• Exercise goal
Show each line from the records below in which the word "tracing" occurs.

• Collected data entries
= Beginning of Section =

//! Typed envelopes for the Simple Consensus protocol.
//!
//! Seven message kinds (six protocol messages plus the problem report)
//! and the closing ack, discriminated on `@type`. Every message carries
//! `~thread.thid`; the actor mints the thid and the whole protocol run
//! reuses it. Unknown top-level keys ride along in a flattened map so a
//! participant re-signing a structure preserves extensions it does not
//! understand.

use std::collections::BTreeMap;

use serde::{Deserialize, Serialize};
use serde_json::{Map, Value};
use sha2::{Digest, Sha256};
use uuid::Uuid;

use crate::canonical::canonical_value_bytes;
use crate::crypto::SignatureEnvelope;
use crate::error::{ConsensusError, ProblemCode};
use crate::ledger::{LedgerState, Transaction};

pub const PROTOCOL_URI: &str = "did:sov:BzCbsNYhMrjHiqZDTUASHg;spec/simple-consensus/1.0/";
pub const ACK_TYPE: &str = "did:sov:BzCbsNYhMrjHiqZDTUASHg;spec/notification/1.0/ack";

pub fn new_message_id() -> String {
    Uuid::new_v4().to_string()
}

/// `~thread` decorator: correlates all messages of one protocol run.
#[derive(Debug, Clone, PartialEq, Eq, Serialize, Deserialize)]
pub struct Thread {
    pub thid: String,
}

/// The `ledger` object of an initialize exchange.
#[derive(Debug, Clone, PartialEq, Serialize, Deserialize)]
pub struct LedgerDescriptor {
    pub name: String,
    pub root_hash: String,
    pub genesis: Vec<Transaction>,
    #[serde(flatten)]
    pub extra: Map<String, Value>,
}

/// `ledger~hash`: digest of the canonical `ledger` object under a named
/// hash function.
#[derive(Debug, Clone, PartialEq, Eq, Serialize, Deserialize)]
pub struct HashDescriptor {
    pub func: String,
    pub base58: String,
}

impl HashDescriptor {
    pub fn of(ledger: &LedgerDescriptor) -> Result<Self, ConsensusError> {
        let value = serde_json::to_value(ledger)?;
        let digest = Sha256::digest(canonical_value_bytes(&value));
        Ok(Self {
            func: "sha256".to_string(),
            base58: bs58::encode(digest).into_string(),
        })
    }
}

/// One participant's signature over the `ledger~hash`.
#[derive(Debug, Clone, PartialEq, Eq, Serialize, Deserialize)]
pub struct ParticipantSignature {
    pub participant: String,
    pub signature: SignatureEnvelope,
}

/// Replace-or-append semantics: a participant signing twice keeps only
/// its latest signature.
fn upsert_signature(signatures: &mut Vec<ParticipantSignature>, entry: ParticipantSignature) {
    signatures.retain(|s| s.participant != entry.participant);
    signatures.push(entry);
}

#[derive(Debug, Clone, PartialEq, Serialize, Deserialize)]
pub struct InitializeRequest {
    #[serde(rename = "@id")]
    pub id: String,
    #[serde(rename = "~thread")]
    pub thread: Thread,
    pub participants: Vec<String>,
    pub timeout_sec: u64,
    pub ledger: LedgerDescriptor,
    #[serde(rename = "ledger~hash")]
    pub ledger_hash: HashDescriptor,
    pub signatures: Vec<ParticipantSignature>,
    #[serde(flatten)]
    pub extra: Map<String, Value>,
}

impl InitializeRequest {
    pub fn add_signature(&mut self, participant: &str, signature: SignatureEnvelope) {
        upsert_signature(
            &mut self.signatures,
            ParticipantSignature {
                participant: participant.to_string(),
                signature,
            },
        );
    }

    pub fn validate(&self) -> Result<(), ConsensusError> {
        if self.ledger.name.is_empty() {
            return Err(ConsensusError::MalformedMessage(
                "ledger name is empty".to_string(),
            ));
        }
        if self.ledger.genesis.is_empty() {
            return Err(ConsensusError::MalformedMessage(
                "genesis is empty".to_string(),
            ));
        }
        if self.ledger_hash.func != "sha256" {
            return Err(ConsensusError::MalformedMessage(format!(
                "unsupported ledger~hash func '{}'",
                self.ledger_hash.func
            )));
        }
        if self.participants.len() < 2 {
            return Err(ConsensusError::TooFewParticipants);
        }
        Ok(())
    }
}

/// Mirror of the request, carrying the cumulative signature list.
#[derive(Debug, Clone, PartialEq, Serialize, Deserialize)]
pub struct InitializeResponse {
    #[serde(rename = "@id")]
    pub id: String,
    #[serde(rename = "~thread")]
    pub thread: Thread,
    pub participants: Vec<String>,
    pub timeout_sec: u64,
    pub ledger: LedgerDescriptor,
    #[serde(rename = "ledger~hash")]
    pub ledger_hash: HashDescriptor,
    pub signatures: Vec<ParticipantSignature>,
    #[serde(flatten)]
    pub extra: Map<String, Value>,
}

= End of Section =
= Beginning of Section =

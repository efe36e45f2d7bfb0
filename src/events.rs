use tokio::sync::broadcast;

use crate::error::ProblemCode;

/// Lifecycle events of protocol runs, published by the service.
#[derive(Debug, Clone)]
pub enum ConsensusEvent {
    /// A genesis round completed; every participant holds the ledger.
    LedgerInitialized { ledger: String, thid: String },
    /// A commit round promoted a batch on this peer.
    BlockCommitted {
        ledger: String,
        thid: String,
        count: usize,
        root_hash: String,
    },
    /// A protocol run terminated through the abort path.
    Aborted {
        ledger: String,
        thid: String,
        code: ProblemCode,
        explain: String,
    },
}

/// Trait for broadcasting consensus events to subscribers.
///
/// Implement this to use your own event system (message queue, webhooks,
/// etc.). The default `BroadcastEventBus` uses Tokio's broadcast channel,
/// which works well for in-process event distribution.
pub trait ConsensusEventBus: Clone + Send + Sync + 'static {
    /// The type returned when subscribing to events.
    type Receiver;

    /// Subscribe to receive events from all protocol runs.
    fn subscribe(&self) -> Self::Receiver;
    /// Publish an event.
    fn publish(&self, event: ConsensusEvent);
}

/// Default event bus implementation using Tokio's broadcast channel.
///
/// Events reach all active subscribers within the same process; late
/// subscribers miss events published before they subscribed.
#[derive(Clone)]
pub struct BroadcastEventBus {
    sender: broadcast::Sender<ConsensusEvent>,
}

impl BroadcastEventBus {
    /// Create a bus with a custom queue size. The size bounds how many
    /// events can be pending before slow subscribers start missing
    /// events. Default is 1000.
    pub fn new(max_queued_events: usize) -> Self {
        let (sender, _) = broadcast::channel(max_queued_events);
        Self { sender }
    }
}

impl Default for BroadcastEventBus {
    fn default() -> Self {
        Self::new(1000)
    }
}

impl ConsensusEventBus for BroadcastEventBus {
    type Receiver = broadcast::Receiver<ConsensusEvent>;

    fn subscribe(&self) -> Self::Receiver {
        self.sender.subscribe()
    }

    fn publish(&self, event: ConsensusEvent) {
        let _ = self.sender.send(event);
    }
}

= End of Section =
= Beginning of Section =

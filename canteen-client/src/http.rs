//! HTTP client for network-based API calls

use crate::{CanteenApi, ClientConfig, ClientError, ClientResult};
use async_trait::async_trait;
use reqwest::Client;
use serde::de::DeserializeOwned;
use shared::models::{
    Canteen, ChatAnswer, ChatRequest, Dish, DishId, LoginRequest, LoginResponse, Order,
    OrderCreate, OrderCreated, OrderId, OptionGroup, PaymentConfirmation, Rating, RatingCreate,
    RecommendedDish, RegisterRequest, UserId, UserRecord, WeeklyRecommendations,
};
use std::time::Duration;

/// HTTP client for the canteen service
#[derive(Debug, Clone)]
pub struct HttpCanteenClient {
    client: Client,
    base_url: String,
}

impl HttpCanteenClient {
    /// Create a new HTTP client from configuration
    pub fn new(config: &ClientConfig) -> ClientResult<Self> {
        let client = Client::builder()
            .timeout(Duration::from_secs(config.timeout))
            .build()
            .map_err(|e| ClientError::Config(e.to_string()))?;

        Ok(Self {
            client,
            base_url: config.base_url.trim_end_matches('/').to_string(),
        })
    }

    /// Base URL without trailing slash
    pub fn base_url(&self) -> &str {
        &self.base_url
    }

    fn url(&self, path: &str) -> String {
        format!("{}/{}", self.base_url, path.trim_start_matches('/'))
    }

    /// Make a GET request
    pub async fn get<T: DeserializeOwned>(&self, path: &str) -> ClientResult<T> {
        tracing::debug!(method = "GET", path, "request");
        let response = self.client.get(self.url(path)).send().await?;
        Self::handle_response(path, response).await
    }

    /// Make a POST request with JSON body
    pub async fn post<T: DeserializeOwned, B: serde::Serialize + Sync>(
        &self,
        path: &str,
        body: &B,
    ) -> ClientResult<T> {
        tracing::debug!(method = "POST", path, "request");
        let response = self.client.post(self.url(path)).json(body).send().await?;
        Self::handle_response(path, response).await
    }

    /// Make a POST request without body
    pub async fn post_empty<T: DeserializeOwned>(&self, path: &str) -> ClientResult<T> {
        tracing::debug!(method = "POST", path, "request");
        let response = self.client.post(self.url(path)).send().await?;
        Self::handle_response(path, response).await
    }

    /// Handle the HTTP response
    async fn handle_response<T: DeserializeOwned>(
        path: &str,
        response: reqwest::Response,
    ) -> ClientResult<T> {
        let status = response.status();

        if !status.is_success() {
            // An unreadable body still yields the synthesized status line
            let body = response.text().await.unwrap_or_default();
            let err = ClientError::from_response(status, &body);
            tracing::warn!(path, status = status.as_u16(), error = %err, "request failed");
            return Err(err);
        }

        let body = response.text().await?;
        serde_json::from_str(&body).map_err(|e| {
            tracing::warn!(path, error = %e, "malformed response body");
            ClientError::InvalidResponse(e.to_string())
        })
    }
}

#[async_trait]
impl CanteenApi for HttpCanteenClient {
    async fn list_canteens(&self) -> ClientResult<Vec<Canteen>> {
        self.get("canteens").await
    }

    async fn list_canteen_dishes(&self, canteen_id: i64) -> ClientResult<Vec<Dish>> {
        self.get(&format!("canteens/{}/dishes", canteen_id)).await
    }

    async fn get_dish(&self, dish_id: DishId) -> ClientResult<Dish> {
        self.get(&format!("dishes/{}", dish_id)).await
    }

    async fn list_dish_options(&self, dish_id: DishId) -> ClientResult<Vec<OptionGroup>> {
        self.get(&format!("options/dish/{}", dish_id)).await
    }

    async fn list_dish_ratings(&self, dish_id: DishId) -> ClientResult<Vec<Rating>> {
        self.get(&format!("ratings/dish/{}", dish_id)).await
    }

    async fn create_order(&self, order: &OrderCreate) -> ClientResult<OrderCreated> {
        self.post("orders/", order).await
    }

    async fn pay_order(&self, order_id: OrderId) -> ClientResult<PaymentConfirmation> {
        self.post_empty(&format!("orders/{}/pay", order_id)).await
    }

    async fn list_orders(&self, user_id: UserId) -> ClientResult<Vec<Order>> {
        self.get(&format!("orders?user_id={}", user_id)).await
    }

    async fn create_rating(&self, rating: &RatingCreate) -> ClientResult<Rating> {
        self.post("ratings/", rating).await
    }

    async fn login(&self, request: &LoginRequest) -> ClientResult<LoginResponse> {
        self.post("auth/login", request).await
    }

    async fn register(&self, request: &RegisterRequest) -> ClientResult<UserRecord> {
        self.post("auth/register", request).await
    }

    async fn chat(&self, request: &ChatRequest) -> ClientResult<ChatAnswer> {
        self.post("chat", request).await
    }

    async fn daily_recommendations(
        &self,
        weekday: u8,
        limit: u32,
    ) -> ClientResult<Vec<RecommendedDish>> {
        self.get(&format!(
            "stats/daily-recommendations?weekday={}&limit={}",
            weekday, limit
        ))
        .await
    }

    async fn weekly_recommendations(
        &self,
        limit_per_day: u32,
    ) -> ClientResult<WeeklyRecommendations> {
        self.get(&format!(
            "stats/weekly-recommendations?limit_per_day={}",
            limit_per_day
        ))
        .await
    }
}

= End of Section =

• Answer for this exercise
        tracing::debug!(method = "GET", path, "request");
        tracing::debug!(method = "POST", path, "request");
        tracing::debug!(method = "POST", path, "request");
            tracing::warn!(path, status = status.as_u16(), error = %err, "request failed");
            tracing::warn!(path, error = %e, "malformed response body");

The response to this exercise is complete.